Notre combat porte sur le site tout proche de Valcros – La Constance, comprenant de 80 hectares de terres agricoles, où la ville projette d’implanter 3 600 logements et plusieurs milliers de m² de bureaux, l’équivalent d’une ville comme Briançon. Ce programme immobilier serait enclavé entre deux autoroutes et une voie ferrée.
Il s’agit pourtant d’un site magnifique, faisant face à la montagne Sainte Victoire, où Paul Cézanne a peint ses premières "Saintes Victoires". C’est là que l’artiste révèle sa passion pour le paysage, réalisant, entre 1878 et 1906, pas moins de 50 œuvres, huiles, aquarelles et dessins confondus.

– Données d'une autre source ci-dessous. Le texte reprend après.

//! Table filter query language.
//!
//! Supports the query syntax the dashboard table sends with each view request:
//! `{col} op value` terms joined left to right by `&&`/`and` or `||`/`or`.

use polars::datatypes::TimeUnit;
use polars::prelude::*;

use crate::error::{DxError, DxResult};
use crate::source::parse_naive_datetime_str;

#[derive(Debug, Clone, PartialEq)]
enum Token {
    /// `{name}`, may contain spaces
    Column(String),
    /// Unquoted run of characters
    Word(String),
    Quoted(String),
    Op(&'static str),
    And,
    Or,
}

#[derive(Debug, Clone, Copy, PartialEq, Eq)]
pub enum FilterOp {
    Eq,
    Ne,
    Lt,
    Le,
    Gt,
    Ge,
    Contains,
    DateStartsWith,
    IsBlank,
    IsNotBlank,
}

impl FilterOp {
    fn from_symbol(s: &str) -> Option<Self> {
        match s {
            "=" | "eq" => Some(FilterOp::Eq),
            "!=" | "ne" => Some(FilterOp::Ne),
            "<" | "lt" => Some(FilterOp::Lt),
            "<=" | "le" => Some(FilterOp::Le),
            ">" | "gt" => Some(FilterOp::Gt),
            ">=" | "ge" => Some(FilterOp::Ge),
            "contains" => Some(FilterOp::Contains),
            "datestartswith" => Some(FilterOp::DateStartsWith),
            _ => None,
        }
    }
}

#[derive(Debug, Clone, Copy, PartialEq, Eq)]
pub enum Connective {
    And,
    Or,
}

/// One `column op value` comparison.
#[derive(Debug, Clone, PartialEq)]
pub struct Condition {
    pub column: String,
    pub op: FilterOp,
    pub value: Option<String>,
}

/// Parsed filter query: the first condition, then each following one with its connective.
#[derive(Debug, Clone, PartialEq)]
pub struct FilterQuery {
    pub first: Condition,
    pub rest: Vec<(Connective, Condition)>,
}

fn invalid(msg: impl Into<String>) -> DxError {
    DxError::InvalidFilterQuery(msg.into())
}

fn tokenize(input: &str) -> DxResult<Vec<Token>> {
    let mut tokens = Vec::new();
    let mut chars = input.chars().peekable();

    while let Some(&c) = chars.peek() {
        match c {
            c if c.is_whitespace() => {
                chars.next();
            }
            '{' => {
                chars.next();
                let mut name = String::new();
                loop {
                    match chars.next() {
                        Some('}') => break,
                        Some(ch) => name.push(ch),
                        None => return Err(invalid("missing '}' after column name")),
                    }
                }
                tokens.push(Token::Column(name));
            }
            '"' | '\'' | '`' => {
                let quote = c;
                chars.next();
                let mut value = String::new();
                loop {
                    match chars.next() {
                        Some('\\') => {
                            if let Some(escaped) = chars.next() {
                                value.push(escaped);
                            }
                        }
                        Some(ch) if ch == quote => break,
                        Some(ch) => value.push(ch),
                        None => return Err(invalid("unterminated quoted value")),
                    }
                }
                tokens.push(Token::Quoted(value));
            }
            '&' | '|' => {
                chars.next();
                if chars.peek() != Some(&c) {
                    return Err(invalid(format!("expected '{}{}'", c, c)));
                }
                chars.next();
                tokens.push(if c == '&' { Token::And } else { Token::Or });
            }
            '}' => return Err(invalid("unexpected '}'")),
            '=' => {
                chars.next();
                tokens.push(Token::Op("="));
            }
            '!' | '<' | '>' => {
                chars.next();
                let with_eq = chars.peek() == Some(&'=');
                if with_eq {
                    chars.next();
                }
                let op = match (c, with_eq) {
                    ('!', true) => "!=",
                    ('<', false) => "<",
                    ('<', true) => "<=",
                    ('>', false) => ">",
                    ('>', true) => ">=",
                    _ => return Err(invalid("'!' must be followed by '='")),
                };
                tokens.push(Token::Op(op));
            }
            _ => {
                let mut word = String::new();
                while let Some(&ch) = chars.peek() {
                    if ch.is_whitespace() || "{}\"'`=!<>&|".contains(ch) {
                        break;
                    }
                    word.push(ch);
                    chars.next();
                }
                tokens.push(Token::Word(word));
            }
        }
    }
    Ok(tokens)
}

impl FilterQuery {
    pub fn parse(input: &str) -> DxResult<Self> {
        let tokens = tokenize(input)?;
        let mut pos = 0;

        let first = parse_condition(&tokens, &mut pos)?;
        let mut rest = Vec::new();
        while pos < tokens.len() {
            let connective = match &tokens[pos] {
                Token::And => Connective::And,
                Token::Or => Connective::Or,
                Token::Word(w) if w.eq_ignore_ascii_case("and") => Connective::And,
                Token::Word(w) if w.eq_ignore_ascii_case("or") => Connective::Or,
                other => {
                    return Err(invalid(format!(
                        "expected '&&' or '||', found {}",
                        describe(other)
                    )))
                }
            };
            pos += 1;
            rest.push((connective, parse_condition(&tokens, &mut pos)?));
        }
        Ok(Self { first, rest })
    }

    /// Compile against `schema`. Literals are typed from the column dtype.
    pub fn to_expr(&self, schema: &Schema) -> DxResult<Expr> {
        let mut expr = condition_expr(&self.first, schema)?;
        for (connective, condition) in &self.rest {
            let next = condition_expr(condition, schema)?;
            expr = match connective {
                Connective::And => expr.and(next),
                Connective::Or => expr.or(next),
            };
        }
        Ok(expr)
    }
}

fn describe(token: &Token) -> String {
    match token {
        Token::Column(c) => format!("column {{{}}}", c),
        Token::Word(w) => format!("'{}'", w),
        Token::Quoted(q) => format!("\"{}\"", q),
        Token::Op(op) => format!("'{}'", op),
        Token::And => "'&&'".to_string(),
        Token::Or => "'||'".to_string(),
    }
}

fn parse_condition(tokens: &[Token], pos: &mut usize) -> DxResult<Condition> {
    let column = match tokens.get(*pos) {
        Some(Token::Column(c)) | Some(Token::Word(c)) => c.clone(),
        Some(other) => {
            return Err(invalid(format!(
                "expected a column, found {}",
                describe(other)
            )))
        }
        None => return Err(invalid("expected a column")),
    };
    *pos += 1;

    let op = match tokens.get(*pos) {
        Some(Token::Op(sym)) => FilterOp::from_symbol(sym),
        Some(Token::Word(w)) if w.eq_ignore_ascii_case("is") => {
            *pos += 1;
            let op = match tokens.get(*pos) {
                Some(Token::Word(w)) if w.eq_ignore_ascii_case("blank") => FilterOp::IsBlank,
                Some(Token::Word(w)) if w.eq_ignore_ascii_case("not") => {
                    *pos += 1;
                    match tokens.get(*pos) {
                        Some(Token::Word(w)) if w.eq_ignore_ascii_case("blank") => {
                            FilterOp::IsNotBlank
                        }
                        _ => return Err(invalid("expected 'blank' after 'is not'")),
                    }
                }
                _ => return Err(invalid("expected 'blank' or 'not blank' after 'is'")),
            };
            *pos += 1;
            return Ok(Condition {
                column,
                op,
                value: None,
            });
        }
        Some(Token::Word(w)) => FilterOp::from_symbol(&w.to_lowercase()),
        _ => None,
    };
    let Some(op) = op else {
        return Err(invalid(format!("missing or unknown operator after {}", column)));
    };
    *pos += 1;

    let value = match tokens.get(*pos) {
        Some(Token::Quoted(v)) | Some(Token::Word(v)) => v.clone(),
        _ => return Err(invalid(format!("missing value in condition on {}", column))),
    };
    *pos += 1;

    Ok(Condition {
        column,
        op,
        value: Some(value),
    })
}

fn condition_expr(condition: &Condition, schema: &Schema) -> DxResult<Expr> {
    let dtype = schema
        .get(condition.column.as_str())
        .ok_or_else(|| invalid(format!("unknown column '{}'", condition.column)))?;
    let column = col(condition.column.as_str());
    let value = || {
        condition
            .value
            .as_deref()
            .ok_or_else(|| invalid(format!("missing value for {}", condition.column)))
    };
    let operands = || typed_operands(column.clone(), dtype, value()?, &condition.column);

    let expr = match condition.op {
        FilterOp::IsBlank => blank_expr(column.clone(), dtype),
        FilterOp::IsNotBlank => blank_expr(column.clone(), dtype).not(),
        FilterOp::Contains => column
            .clone()
            .cast(DataType::String)
            .str()
            .contains_literal(lit(value()?)),
        FilterOp::DateStartsWith => column
            .clone()
            .cast(DataType::String)
            .str()
            .starts_with(lit(value()?)),
        FilterOp::Eq => {
            let (lhs, rhs) = operands()?;
            lhs.eq(rhs)
        }
        FilterOp::Ne => {
            let (lhs, rhs) = operands()?;
            lhs.neq(rhs)
        }
        FilterOp::Lt => {
            let (lhs, rhs) = operands()?;
            lhs.lt(rhs)
        }
        FilterOp::Le => {
            let (lhs, rhs) = operands()?;
            lhs.lt_eq(rhs)
        }
        FilterOp::Gt => {
            let (lhs, rhs) = operands()?;
            lhs.gt(rhs)
        }
        FilterOp::Ge => {
            let (lhs, rhs) = operands()?;
            lhs.gt_eq(rhs)
        }
    };
    Ok(expr)
}

fn blank_expr(column: Expr, dtype: &DataType) -> Expr {
    if dtype == &DataType::String {
        column.clone().is_null().or(column.eq(lit("")))
    } else {
        column.is_null()
    }
}

/// Column and literal for a comparison, cast so that both sides share a type.
fn typed_operands(
    column: Expr,
    dtype: &DataType,
    value: &str,
    name: &str,
) -> DxResult<(Expr, Expr)> {
    match dtype {
        d if d.is_integer() => match value.parse::<i64>() {
            Ok(i) => Ok((column, lit(i))),
            Err(_) => value
                .parse::<f64>()
                .map(|f| (column.cast(DataType::Float64), lit(f)))
                .map_err(|_| invalid(format!("'{}' is not a number (column {})", value, name))),
        },
        d if d.is_float() => value
            .parse::<f64>()
            .map(|f| (column, lit(f)))
            .map_err(|_| invalid(format!("'{}' is not a number (column {})", value, name))),
        DataType::Boolean => value
            .to_lowercase()
            .parse::<bool>()
            .map(|b| (column, lit(b)))
            .map_err(|_| invalid(format!("'{}' is not true or false (column {})", value, name))),
        DataType::Date | DataType::Datetime(_, _) => {
            let datetime = DataType::Datetime(TimeUnit::Microseconds, None);
            match parse_naive_datetime_str(value) {
                Some(dt) => Ok((
                    column.cast(datetime.clone()),
                    lit(dt.and_utc().timestamp_micros()).cast(datetime),
                )),
                None => Ok((column.cast(DataType::String), lit(value))),
            }
        }
        _ => Ok((column.cast(DataType::String), lit(value))),
    }
}
//! dxview: a browser dashboard for exploring CSV and Excel files.
//!
//! A local server loads a dataset from a directory, groups and aggregates it, and serves
//! the resulting table page by page together with bar charts and a CSV export.

use color_eyre::eyre::eyre;
use color_eyre::Result;
use std::path::PathBuf;
use std::sync::Arc;
use std::time::Duration;

pub mod aggregate;
pub mod chart;
pub mod chart_render;
pub mod config;
pub mod error;
pub mod error_display;
pub mod export;
pub mod filter;
pub mod server;
pub mod session;
pub mod source;
pub mod table;
pub mod table_view;
pub mod view;

pub use aggregate::{aggregate, AggregationMethod};
pub use chart::{project, ChartSpec};
pub use config::{AppConfig, ConfigManager, LoadProfile};
pub use dxview_cli::Args;
pub use error::{DxError, DxResult};
pub use export::{export, timestamped_filename, ExportFile};
pub use session::SessionStore;
pub use source::{list_datasets, load, DataSource, LoadOptions, TableLoader};
pub use table::{ColumnKind, ColumnSpec};
pub use table_view::{DisplayedTable, SortColumn, SortDirection, TableQuery};
pub use view::{DatasetIdentity, ViewRequest, ViewStateController, ViewUpdate};

/// Application name used for the config directory.
pub const APP_NAME: &str = "dxview";

/// Startup settings after merging command-line arguments over configuration.
#[derive(Debug, Clone, PartialEq)]
pub struct RunOptions {
    pub data_dir: PathBuf,
    pub host: String,
    pub port: u16,
    pub open_browser: bool,
    pub open_browser_delay: Duration,
    pub page_size: usize,
    pub max_plot_bars: usize,
}

impl RunOptions {
    /// Command-line values win over configuration values.
    pub fn from_args_and_config(args: &Args, config: &AppConfig) -> Self {
        let configured_dir = config.file_loading.data_dir.as_ref().map(PathBuf::from);
        Self {
            data_dir: view::default_directory(args.data_dir.as_deref().or(configured_dir.as_deref())),
            host: args
                .host
                .clone()
                .unwrap_or_else(|| config.server.host.clone()),
            port: args.port.unwrap_or(config.server.port),
            open_browser: config.server.open_browser && !args.no_browser,
            open_browser_delay: Duration::from_millis(config.server.open_browser_delay_ms),
            page_size: args.page_size.unwrap_or(config.display.default_page_size),
            max_plot_bars: args.max_plot_bars.unwrap_or(config.display.max_plot_bars),
        }
    }

    pub fn validate(&self) -> Result<()> {
        if self.page_size == 0 || self.page_size > config::MAX_PAGE_SIZE {
            return Err(eyre!(
                "--page-size must be between 1 and {}, got {}",
                config::MAX_PAGE_SIZE,
                self.page_size
            ));
        }
        if self.max_plot_bars > config::MAX_PLOT_BARS {
            return Err(eyre!(
                "--max-plot-bars must be at most {}, got {}",
                config::MAX_PLOT_BARS,
                self.max_plot_bars
            ));
        }
        if self.port == 0 {
            return Err(eyre!("--port must be greater than 0"));
        }
        Ok(())
    }

    pub fn address(&self) -> String {
        format!("{}:{}", self.host, self.port)
    }
}

/// Build the shared server state for `options`.
pub fn app_state(options: &RunOptions, config: &AppConfig) -> Arc<server::AppState> {
    let loader: Arc<dyn TableLoader> = Arc::new(DataSource::new(config.profiles.clone()));
    Arc::new(server::AppState::new(
        loader,
        server::ServerSettings {
            data_dir: options.data_dir.clone(),
            default_page_size: options.page_size,
            max_plot_bars: options.max_plot_bars,
            chart: config.chart.clone(),
        },
    ))
}

/// Serve the dashboard until the process is stopped.
pub async fn run(options: RunOptions, config: AppConfig) -> Result<()> {
    options.validate()?;
    tracing::info!("data directory: {}", options.data_dir.display());
    let state = app_state(&options, &config);
    let open_browser = options.open_browser.then_some(options.open_browser_delay);
    server::serve(state, &options.address(), open_browser).await
}

#[cfg(test)]
mod tests {
    use super::*;
    use clap::Parser;

    #[test]
    fn cli_overrides_config() {
        let mut config = AppConfig::default();
        config.server.port = 9100;
        config.display.default_page_size = 20;
        config.file_loading.data_dir = Some("/srv/data".to_string());

        let args = Args::try_parse_from(["dxview", "--page-size", "50", "--no-browser"]).unwrap();
        let opts = RunOptions::from_args_and_config(&args, &config);
        assert_eq!(opts.port, 9100);
        assert_eq!(opts.page_size, 50);
        assert_eq!(opts.max_plot_bars, 10);
        assert!(!opts.open_browser);
        assert_eq!(opts.data_dir, PathBuf::from("/srv/data"));
        assert_eq!(opts.address(), "127.0.0.1:9100");

        let args = Args::try_parse_from(["dxview", "/tmp/x"]).unwrap();
        let opts = RunOptions::from_args_and_config(&args, &config);
        assert_eq!(opts.data_dir, PathBuf::from("/tmp/x"));
        assert!(opts.open_browser);
    }

    #[test]
    fn run_options_validation() {
        let args = Args::try_parse_from(["dxview", "--max-plot-bars", "51"]).unwrap();
        let opts = RunOptions::from_args_and_config(&args, &AppConfig::default());
        assert!(opts.validate().is_err());

        let args = Args::try_parse_from(["dxview", "--page-size", "0"]).unwrap();
        let opts = RunOptions::from_args_and_config(&args, &AppConfig::default());
        assert!(opts.validate().is_err());

        let args = Args::try_parse_from(["dxview"]).unwrap();
        let opts = RunOptions::from_args_and_config(&args, &AppConfig::default());
        assert!(opts.validate().is_ok());
    }
}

Il s’agit d’un site cézanien majeur, où le peintre allait retrouver sa sœur Rose, qui habitait en bordure du plateau, et par lequel il passait pour descendre vers la rivière de l’Arc. Ce paysage lui inspire parmi ses plus belles œuvres, qui témoignent certainement du sentiment organique de la peinture de Paul Cézanne : « Peindre d’après nature, ce n’est pas copier l’objectif, c’est réaliser des sensations » dira son ami Émile Bernard.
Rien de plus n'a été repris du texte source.